◆ Goal of the exercise ◆
Pull every line containing "flush" from the entries.

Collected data
>>>
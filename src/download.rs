//! Resumable HTTP downloads.
//!
//! [`HttpDownloader`] streams a remote file to disk in fixed-size chunks.
//! When resuming, it asks the server for the missing tail with a
//! `Range: bytes=N-` header and appends to the partial file. Servers that
//! ignore the header answer `200 OK` with the whole body; that case is
//! detected and the file is rewritten from scratch instead of being
//! concatenated.
//!
//! # Example
//!
//! ```no_run
//! use playhead::{DownloadOptions, DownloadRequest, HttpDownloader, VideoDownloader};
//!
//! let request = DownloadRequest::builder()
//!     .url("https://example.com/video.mp4")
//!     .destination("target/video.mp4")
//!     .resume(true)
//!     .build()?;
//!
//! let bytes_on_disk = HttpDownloader::new(DownloadOptions::new()).download(&request)?;
//! println!("{bytes_on_disk} bytes");
//! # Ok::<(), playhead::PlayheadError>(())
//! ```

use std::fs::{self, File, OpenOptions};
use std::io::{BufWriter, ErrorKind as IoErrorKind, Read, Write};
use std::path::{Path, PathBuf};
use std::sync::Arc;

use ureq::{Agent, AgentBuilder};
use url::Url;

use crate::config::DownloadOptions;
use crate::error::PlayheadError;
use crate::progress::{OperationType, ProgressCallback, ProgressTracker};

const HTTP_OK: u16 = 200;
const HTTP_PARTIAL_CONTENT: u16 = 206;
const MAX_REDIRECTS: u32 = 8;

/// A validated download job: source URL, destination file, resume flag.
///
/// Immutable once built. Construct through [`DownloadRequest::builder`] or
/// [`DownloadRequest::new`].
#[derive(Debug, Clone, PartialEq, Eq)]
pub struct DownloadRequest {
    url: Url,
    destination: PathBuf,
    resume: bool,
}

impl DownloadRequest {
    /// Start building a request. `resume` defaults to `true`.
    pub fn builder() -> DownloadRequestBuilder {
        DownloadRequestBuilder::default()
    }

    /// Build a resuming request in one call.
    ///
    /// # Errors
    ///
    /// Returns [`PlayheadError::InvalidRequest`] for a blank or non-HTTP URL
    /// or an empty destination.
    pub fn new(url: &str, destination: impl Into<PathBuf>) -> Result<Self, PlayheadError> {
        Self::builder().url(url).destination(destination).build()
    }

    /// Source URL.
    pub fn url(&self) -> &Url {
        &self.url
    }

    /// Destination file.
    pub fn destination(&self) -> &Path {
        &self.destination
    }

    /// Whether an existing destination is continued rather than replaced.
    pub fn resume(&self) -> bool {
        self.resume
    }
}

/// Builder for [`DownloadRequest`].
#[derive(Debug, Clone)]
#[must_use]
pub struct DownloadRequestBuilder {
    url: Option<String>,
    destination: Option<PathBuf>,
    resume: bool,
}

impl Default for DownloadRequestBuilder {
    fn default() -> Self {
        Self {
            url: None,
            destination: None,
            resume: true,
        }
    }
}

impl DownloadRequestBuilder {
    /// Set the source URL.
    pub fn url(mut self, url: impl Into<String>) -> Self {
        self.url = Some(url.into());
        self
    }

    /// Set the destination file.
    pub fn destination(mut self, destination: impl Into<PathBuf>) -> Self {
        self.destination = Some(destination.into());
        self
    }

    /// Continue a partial destination file instead of replacing it.
    pub fn resume(mut self, resume: bool) -> Self {
        self.resume = resume;
        self
    }

    /// Validate and build the request. No I/O happens here.
    ///
    /// # Errors
    ///
    /// Returns [`PlayheadError::InvalidRequest`] when the URL is missing,
    /// blank, unparsable, or not `http`/`https`, or when the destination is
    /// missing or empty.
    pub fn build(self) -> Result<DownloadRequest, PlayheadError> {
        let raw_url = self
            .url
            .filter(|url| !url.trim().is_empty())
            .ok_or_else(|| PlayheadError::InvalidRequest("url must not be blank".to_string()))?;

        let url = Url::parse(raw_url.trim())
            .map_err(|error| PlayheadError::InvalidRequest(format!("{raw_url}: {error}")))?;
        if !matches!(url.scheme(), "http" | "https") {
            return Err(PlayheadError::InvalidRequest(format!(
                "unsupported scheme `{}`",
                url.scheme()
            )));
        }

        let destination = self
            .destination
            .filter(|path| !path.as_os_str().is_empty())
            .ok_or_else(|| {
                PlayheadError::InvalidRequest("destination must not be empty".to_string())
            })?;

        Ok(DownloadRequest {
            url,
            destination,
            resume: self.resume,
        })
    }
}

/// Something that can fetch a [`DownloadRequest`] to disk.
///
/// Implementations block the calling thread for the whole transfer.
pub trait VideoDownloader: Send + Sync {
    /// Download using the implementation's configured progress callback.
    ///
    /// Returns the total bytes on disk after completion, including bytes
    /// that existed before a resumed download.
    fn download(&self, request: &DownloadRequest) -> Result<u64, PlayheadError>;

    /// Download, reporting progress to `progress` instead of the configured
    /// callback.
    fn download_with_progress(
        &self,
        request: &DownloadRequest,
        progress: Arc<dyn ProgressCallback>,
    ) -> Result<u64, PlayheadError>;
}

/// Blocking HTTP downloader with resume support.
///
/// One [`ureq::Agent`] is shared by all downloads made through this value,
/// so connections are pooled between calls.
pub struct HttpDownloader {
    agent: Agent,
    options: DownloadOptions,
}

impl std::fmt::Debug for HttpDownloader {
    fn fmt(&self, f: &mut std::fmt::Formatter<'_>) -> std::fmt::Result {
        f.debug_struct("HttpDownloader")
            .field("options", &self.options)
            .finish()
    }
}

impl Default for HttpDownloader {
    fn default() -> Self {
        Self::new(DownloadOptions::default())
    }
}

impl HttpDownloader {
    /// Create a downloader with the given timeouts, buffer size, and callbacks.
    pub fn new(options: DownloadOptions) -> Self {
        let agent = AgentBuilder::new()
            .timeout_connect(options.connect_timeout)
            .timeout_read(options.read_timeout)
            .user_agent(&options.user_agent)
            .redirects(MAX_REDIRECTS)
            .build();
        Self { agent, options }
    }

    /// The options this downloader was built with.
    pub fn options(&self) -> &DownloadOptions {
        &self.options
    }

    fn transfer(
        &self,
        request: &DownloadRequest,
        progress: Option<Arc<dyn ProgressCallback>>,
    ) -> Result<u64, PlayheadError> {
        let destination = request.destination();
        if let Some(parent) = destination.parent().filter(|p| !p.as_os_str().is_empty()) {
            fs::create_dir_all(parent)?;
        }

        let mut existing_bytes = if request.resume() {
            match fs::metadata(destination) {
                Ok(metadata) if metadata.is_file() => metadata.len(),
                _ => 0,
            }
        } else {
            0
        };

        log::debug!(
            "Downloading {} to {} (resume={}, existing_bytes={})",
            request.url(),
            destination.display(),
            request.resume(),
            existing_bytes
        );

        let mut call = self.agent.get(request.url().as_str());
        if existing_bytes > 0 {
            call = call.set("Range", &format!("bytes={existing_bytes}-"));
        }
        let response = call.call()?;

        match response.status() {
            HTTP_PARTIAL_CONTENT => {}
            HTTP_OK if existing_bytes > 0 => {
                log::warn!(
                    "Server ignored range request for {}; restarting from byte 0",
                    request.url()
                );
                existing_bytes = 0;
            }
            HTTP_OK => {}
            status => {
                return Err(PlayheadError::HttpStatus {
                    status,
                    url: request.url().to_string(),
                });
            }
        }

        let content_length = response
            .header("Content-Length")
            .and_then(|value| value.trim().parse::<u64>().ok());
        let total_expected = content_length.map(|length| existing_bytes + length);

        let file = if existing_bytes > 0 {
            OpenOptions::new().append(true).open(destination)?
        } else {
            File::create(destination)?
        };
        let mut writer = BufWriter::with_capacity(self.options.buffer_size, file);
        let mut reader = response.into_reader();

        let mut tracker = progress.map(|callback| {
            ProgressTracker::new(
                callback,
                OperationType::Download,
                total_expected,
                existing_bytes,
                self.options.progress_interval,
            )
        });

        let mut buffer = vec![0_u8; self.options.buffer_size];
        let mut total_bytes = existing_bytes;

        loop {
            if self.options.is_cancelled() {
                writer.flush()?;
                log::info!(
                    "Download of {} cancelled at {} bytes",
                    request.url(),
                    total_bytes
                );
                return Err(PlayheadError::Cancelled);
            }

            let read = match reader.read(&mut buffer) {
                Ok(0) => break,
                Ok(read) => read,
                Err(error) if error.kind() == IoErrorKind::Interrupted => continue,
                Err(error) => {
                    // Keep what arrived so far; the next resume picks it up.
                    writer.flush()?;
                    return Err(PlayheadError::Transport(format!(
                        "connection dropped after {total_bytes} bytes: {error}"
                    )));
                }
            };

            writer.write_all(&buffer[..read])?;
            total_bytes += read as u64;

            if let Some(tracker) = tracker.as_mut() {
                tracker.advance_by(read as u64);
            }
        }

        writer.flush()?;

        if let Some(tracker) = tracker.as_mut() {
            tracker.finish();
        }

        log::info!(
            "Downloaded {} bytes to {}",
            total_bytes,
            destination.display()
        );
        Ok(total_bytes)
    }
}

impl VideoDownloader for HttpDownloader {
    fn download(&self, request: &DownloadRequest) -> Result<u64, PlayheadError> {
        self.transfer(request, self.options.progress.clone())
    }

    fn download_with_progress(
        &self,
        request: &DownloadRequest,
        progress: Arc<dyn ProgressCallback>,
    ) -> Result<u64, PlayheadError> {
        self.transfer(request, Some(progress))
    }
}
<<<
◆ Result of the task ◆
                writer.flush()?;
                    writer.flush()?;
        writer.flush()?;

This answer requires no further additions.